Water for life, not for death!
Rallying cry of the International Movement of Dam Affected Peoples

Illustration, Anna Loveday-Brown

For centuries, in every part of the world, water has been a pivotal force of civilisation, culture and progress. Proximity to secure water sources has guided the itineraries of nomadic peoples and other travelers, and determined where communities and nations have established their settlements. Water has inspired poetry, music, art and literature, and has shaped the diets, cuisines and health of our families and societies. Like the air we breathe, water is the very essence of life and possibly for this reason, its use and governance are fraught with conflict and vested interests.
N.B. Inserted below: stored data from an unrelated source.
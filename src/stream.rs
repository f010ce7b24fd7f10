/*
 * Copyright (c) Meta Platforms, Inc. and affiliates.
 *
 * This source code is licensed under both the MIT license found in the
 * LICENSE-MIT file in the root directory of this source tree and the Apache
 * License, Version 2.0 found in the LICENSE-APACHE file in the root directory
 * of this source tree.
 */

//! Asynchronous sequence of values with an optional typed return.
//!
//! An `AsyncStream<T, R>` carries `T` items from one producer to one
//! consumer, then a terminal settlement: `finish(r)` stores a return value
//! and ends the stream, `reject(e)` ends it with a failure. The consumer
//! calls [`next`](AsyncStream::next) and awaits the returned Deferred;
//! `Ok(None)` marks the end. Items buffer while nobody is waiting and an
//! awaiting consumer is always served before the buffer refills.
//!
//! There is no backpressure: `feed` never suspends the producer.

use std::collections::VecDeque;
use std::sync::Arc;

use dupe::Clone_;
use dupe::Dupe;
use dupe::Dupe_;
use parking_lot::Mutex;

use crate::deferred::Deferred;
use crate::error::Error;

struct StreamState<T, R> {
    buffer: VecDeque<T>,
    pending_error: Option<Error>,
    waiter: Option<Deferred<Option<T>>>,
    finished: bool,
    return_value: Option<R>,
}

/// Handle to the shared stream state. Producer and consumer sides hold
/// duplicates of the same handle; the `R = ()` default is the unit-return
/// stream.
#[derive(Clone_, Dupe_)]
pub struct AsyncStream<T, R = ()> {
    state: Arc<Mutex<StreamState<T, R>>>,
}

impl<T, R> AsyncStream<T, R>
where
    T: Send + 'static,
    R: Send + 'static,
{
    /// An open stream with nothing buffered.
    pub fn new() -> Self {
        Self {
            state: Arc::new(Mutex::new(StreamState {
                buffer: VecDeque::new(),
                pending_error: None,
                waiter: None,
                finished: false,
                return_value: None,
            })),
        }
    }

    /// The next item as a Deferred: `Some(item)` while the stream is live,
    /// `None` once it has finished, a failure if the producer rejected.
    ///
    /// The Deferred is already settled whenever an item is buffered, an error
    /// is pending, or the stream has finished; otherwise the caller parks on
    /// it until the producer's next `feed`/`finish`/`reject`. At most one
    /// `next` may be outstanding: a second call while the first is unsettled
    /// returns an already-rejected Deferred.
    pub fn next(&self) -> Deferred<Option<T>> {
        let deferred = Deferred::new();
        let mut state = self.state.lock();
        if let Some(item) = state.buffer.pop_front() {
            drop(state);
            deferred.resolve(Some(item));
        } else if let Some(error) = state.pending_error.take() {
            drop(state);
            deferred.reject(error);
        } else if state.finished {
            drop(state);
            deferred.resolve(None);
        } else if state.waiter.is_some() {
            drop(state);
            deferred.reject(Error::OverlappingNext);
        } else {
            state.waiter = Some(deferred.dupe());
        }
        deferred
    }

    /// Produce one item. A parked consumer receives it directly; otherwise
    /// it is appended to the buffer. Items fed after the stream finished are
    /// discarded.
    pub fn feed(&self, item: T) {
        let mut state = self.state.lock();
        if state.finished {
            tracing::debug!("discarding item fed to a finished stream");
            return;
        }
        match state.waiter.take() {
            Some(waiter) => {
                drop(state);
                waiter.resolve(Some(item));
            }
            None => state.buffer.push_back(item),
        }
    }

    /// End the stream, storing the return value. The value is stored before
    /// any parked consumer is resumed, so code running off the terminal
    /// `None` can already read it. Finishing a finished stream is a no-op.
    pub fn finish(&self, return_value: R) {
        let mut state = self.state.lock();
        if state.finished {
            return;
        }
        state.finished = true;
        state.return_value = Some(return_value);
        if let Some(waiter) = state.waiter.take() {
            drop(state);
            waiter.resolve(None);
        }
    }

    /// End the stream with a failure. A parked consumer observes it on its
    /// pending `next`; otherwise the next `next()` call delivers it. The
    /// failure is delivered once; `next()` after that resolves with `None`.
    pub fn reject(&self, error: impl Into<Error>) {
        let mut state = self.state.lock();
        if state.finished {
            return;
        }
        state.finished = true;
        match state.waiter.take() {
            Some(waiter) => {
                drop(state);
                waiter.reject(error.into());
            }
            None => state.pending_error = Some(error.into()),
        }
    }

    /// Take the return value. Only available once the stream has finished
    /// with a typed return, and only once: the value is moved out.
    pub fn return_value(&self) -> Result<R, Error> {
        let mut state = self.state.lock();
        if !state.finished {
            return Err(Error::ReturnValueUnset);
        }
        state.return_value.take().ok_or(Error::ReturnValueUnset)
    }
}

impl<T, R> Default for AsyncStream<T, R>
where
    T: Send + 'static,
    R: Send + 'static,
{
    fn default() -> Self {
        Self::new()
    }
}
Water has been dammed, diverted, piped, bottled, transported, contaminated, poisoned and purified, and through all these, it has been responsible as much for life, as for death. This issue of the Nyéléni newsletter describes the pressures and demands on our planet’s water sources, attempts to control access through privatisation and commodification, and the intensifying struggles by extraordinary people all over the world to defend their rights to water and to protect water from elite capture. Governments cannot be allowed to give corporations and wealthy classes preferential access to and control over water. It is imperative and urgent that we join forces to protect water as commons, as the shared, collective wealth of current and future generations.